A partire da settembre scorso, la crisi della pesca delle vongole in Emilia-Romagna è stata ufficializzata dalla Regione, che l’ha certificata chiedendo, per fronteggiarla, l’attivazione del fondo nazionale di solidarietà. Un’estesa morìa, dovuta alla condizione ambientale delle nostre acque, ha infatti colpito tra l’80 e il 90 per cento dell’intero stock di vongole, provocando gravi sofferenze ai pescatori, soprattutto nell’area tra Ravenna e Cesenatico, più fortemente colpita.
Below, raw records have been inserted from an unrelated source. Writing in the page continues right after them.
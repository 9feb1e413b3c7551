//! 客户仓储

use async_trait::async_trait;
use sqlx::PgPool;

use super::traits::CustomerRepositoryTrait;
use crate::error::Result;
use crate::models::{Customer, TenantScope};

pub struct CustomerRepository {
    pool: PgPool,
}

impl CustomerRepository {
    pub fn new(pool: PgPool) -> Self {
        Self { pool }
    }
}

#[async_trait]
impl CustomerRepositoryTrait for CustomerRepository {
    async fn find_active_by_phone(
        &self,
        scope: TenantScope,
        phone_no: &str,
    ) -> Result<Option<Customer>> {
        // 同一手机号可能对应多个历史账号，取最新的有效账号
        let customer = sqlx::query_as::<_, Customer>(
            r#"
            SELECT id, tenant_id, business_unit_id, customer_id, phone_no, status,
                   created_at, updated_at
            FROM customers
            WHERE tenant_id = $1 AND business_unit_id = $2 AND phone_no = $3 AND status = 'ACTIVE'
            ORDER BY created_at DESC, id DESC
            LIMIT 1
            "#,
        )
        .bind(scope.tenant_id)
        .bind(scope.business_unit_id)
        .bind(phone_no)
        .fetch_optional(&self.pool)
        .await?;

        Ok(customer)
    }

    async fn get(&self, scope: TenantScope, customer_id: &str) -> Result<Option<Customer>> {
        let customer = sqlx::query_as::<_, Customer>(
            r#"
            SELECT id, tenant_id, business_unit_id, customer_id, phone_no, status,
                   created_at, updated_at
            FROM customers
            WHERE tenant_id = $1 AND business_unit_id = $2 AND customer_id = $3
            "#,
        )
        .bind(scope.tenant_id)
        .bind(scope.business_unit_id)
        .bind(customer_id)
        .fetch_optional(&self.pool)
        .await?;

        Ok(customer)
    }
}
Si aggiunge, nel territorio del comune di Ravenna, lo stato di degrado della pialassa Baiona, dov’era fiorente l’uso civico della pesca di questi pregiati molluschi, oggi falcidiata dal saccheggio rapinoso operato da pescatori abusivi senza scrupoli provenienti generalmente da fuori provincia.
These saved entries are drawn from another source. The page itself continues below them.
impl InMemoryBackend {
    pub fn new() -> Self {
        Self::default()
    }

    // ==================== 故障注入 ====================

    /// 让接下来 `count` 次写操作失败（连接池超时）
    pub fn fail_next_writes(&self, count: u32) {
        self.transient_write_failures.store(count, Ordering::SeqCst);
    }

    /// 让租户目录查询延迟返回
    pub fn set_lookup_delay(&self, delay: Option<Duration>) {
        *self.lookup_delay.lock() = delay;
    }

    fn check_write(&self) -> Result<()> {
        let injected = self
            .transient_write_failures
            .fetch_update(Ordering::SeqCst, Ordering::SeqCst, |n| n.checked_sub(1))
            .is_ok();
        if injected {
            Err(LedgerError::Database(sqlx::Error::PoolTimedOut))
        } else {
            Ok(())
        }
    }

    // ==================== 数据准备 ====================

    pub fn add_tenant(
        &self,
        label: &str,
        scope: TenantScope,
        status: TenantStatus,
    ) -> TenantRecord {
        let mut state = self.state.lock();
        let record = TenantRecord {
            id: state.next_id(),
            domain_label: label.to_ascii_lowercase(),
            tenant_id: scope.tenant_id,
            business_unit_id: scope.business_unit_id,
            status,
            created_at: Utc::now(),
        };
        state.tenants.push(record.clone());
        record
    }

    pub fn add_customer(
        &self,
        scope: TenantScope,
        customer_id: &str,
        phone_no: &str,
        status: CustomerStatus,
    ) -> Customer {
        let mut state = self.state.lock();
        let now = Utc::now();
        let customer = Customer {
            id: state.next_id(),
            tenant_id: scope.tenant_id,
            business_unit_id: scope.business_unit_id,
            customer_id: customer_id.to_string(),
            phone_no: phone_no.to_string(),
            status,
            created_at: now,
            updated_at: now,
        };
        state.customers.push(customer.clone());
        customer
    }

    pub fn add_campaign(&self, scope: TenantScope, status: CampaignStatus) -> Campaign {
        let campaign = Campaign {
            id: Uuid::new_v4(),
            tenant_id: scope.tenant_id,
            business_unit_id: scope.business_unit_id,
            name: "campaign".to_string(),
            campaign_type: CampaignType::Points,
            status,
            starts_at: None,
            ends_at: None,
            created_at: Utc::now(),
        };
        self.upsert_campaign(campaign.clone());
        campaign
    }

    pub fn upsert_campaign(&self, campaign: Campaign) {
        let mut state = self.state.lock();
        state.campaigns.retain(|c| c.id != campaign.id);
        state.campaigns.push(campaign);
    }

    pub fn add_rule(
        &self,
        campaign: &Campaign,
        direction: RuleDirection,
        reward_kind: RewardKind,
        reward_value: Decimal,
    ) -> Rule {
        let mut state = self.state.lock();
        let id = state.next_id();
        let rule = Rule {
            id,
            campaign_id: campaign.id,
            tenant_id: campaign.tenant_id,
            business_unit_id: campaign.business_unit_id,
            name: format!("rule-{}", id),
            direction,
            event_name: None,
            reward_kind,
            reward_value,
            min_order_amount: None,
            enabled: true,
            created_at: Utc::now(),
        };
        state.rules.push(rule.clone());
        rule
    }

    pub fn upsert_rule(&self, rule: Rule) {
        let mut state = self.state.lock();
        state.rules.retain(|r| r.id != rule.id);
        state.rules.push(rule);
    }

    pub fn add_coupon(
        &self,
        scope: TenantScope,
        code: &str,
        coupon_type: CouponTypeName,
        face_value: Decimal,
        customer_id: Option<&str>,
    ) -> Coupon {
        let now = Utc::now();
        let coupon = Coupon {
            id: Uuid::new_v4(),
            tenant_id: scope.tenant_id,
            business_unit_id: scope.business_unit_id,
            code: code.to_string(),
            coupon_type,
            status: CouponStatus::Issued,
            customer_id: customer_id.map(String::from),
            campaign_id: None,
            face_value,
            expires_at: None,
            reserved_order_id: None,
            redeemed_order_id: None,
            redeemed_at: None,
            created_at: now,
            updated_at: now,
        };
        self.upsert_coupon(coupon.clone());
        coupon
    }

    pub fn upsert_coupon(&self, coupon: Coupon) {
        let mut state = self.state.lock();
        state.coupons.retain(|c| c.id != coupon.id);
        state.coupons.push(coupon);
    }

    // ==================== 状态检查 ====================

    pub fn activities(&self) -> Vec<CustomerActivity> {
        self.state.lock().activities.clone()
    }

    pub fn coupon(&self, scope: TenantScope, code: &str) -> Option<Coupon> {
        self.state
            .lock()
            .coupons
            .iter()
            .find(|c| c.scope() == scope && c.code == code)
            .cloned()
    }

    pub fn coupon_logs(&self, coupon_id: Uuid) -> Vec<CouponStatusLog> {
        self.state
            .lock()
            .coupon_logs
            .iter()
            .filter(|l| l.coupon_id == coupon_id)
            .cloned()
            .collect()
    }

    pub fn sms_logs(&self) -> Vec<SmsLog> {
        self.state.lock().sms_logs.clone()
    }

    pub fn otp_codes(&self) -> Vec<OtpCode> {
        self.state.lock().otps.clone()
    }
}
Ci ha dunque stupiti la notizia che, senza nulla far sapere pubblicamente, la Regione, competente sul demanio fluviale, abbia concesso ad una cooperativa di pescatori di Comacchio l’esercizio di un allevamento intensivo delle vongole veraci in un tratto del fiume Reno situato nel territorio del comune di Ravenna, per l’intero ciclo della semina (in febbraio-marzo), della crescita e della pesca (tra settembre e novembre). Stessa concessione, avendo compiuto l’iter istruttorio, sta per essere accordata alla stessa cooperativa nelle acque del fiume Lamone, anch’esse in territorio ravennate. Entrambi i progetti sono approvati a titolo sperimentale e per la durata massima di tre anni, rinnovabile a seguito delle eventuali valutazioni positive da parte della Regione.
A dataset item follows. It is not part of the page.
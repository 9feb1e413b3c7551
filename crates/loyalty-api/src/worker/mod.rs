//! 后台任务

pub mod coupon_expiry;

pub use coupon_expiry::CouponExpiryWorker;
Dovranno essere formulate e fatte rispettare dagli enti competenti (Parco del Delta del Po, Agenzia per la Prevenzione e l’Ambiente-ARPAE, Ministero delle politiche agricole, alimentari e forestali, AUSL) tutte le prescrizioni necessarie per la tutela di luoghi e di habitat protetti, nonché dell’igiene pubblica. A questa condizione, si può convenire sull’utilità di tali “sperimentazioni”, a sostegno economico e produttivo di una pesca tipica del litorale emiliano-romagnolo molto apprezzata. Trattandosi dell’uso a scopo redditizio di un bene patrimoniale pubblico, non è stato però corretto non avere effettuato alcuna procedura ad evidenza pubblica, tramite cui altre imprese del settore, in genere cooperative, avrebbero potuto manifestare il proprio interesse alle concessioni. Al di là della lesione di un principio giuridico normalmente non derogabile, si pone tuttavia il problema di valutare, con pari trattamento, eventuali analoghi progetti di altre cooperative del settore.

Chiedo al sindaco se intende attivarsi allo scopo, essendo peraltro incomprensibile che il Comune di Ravenna sia stato estraneo alle vicende amministrative in oggetto.